=== EXERCISE ===
Please retype the records that appear below, exactly and in full.

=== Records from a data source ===
pub mod api;
pub mod app;
pub mod auth;
pub mod config;
pub mod content;
pub mod db;
pub mod error;
pub mod media;
pub mod storage;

=== WRITTEN SOLUTION ===
pub mod api;
pub mod app;
pub mod auth;
pub mod config;
pub mod content;
pub mod db;
pub mod error;
pub mod media;
pub mod storage;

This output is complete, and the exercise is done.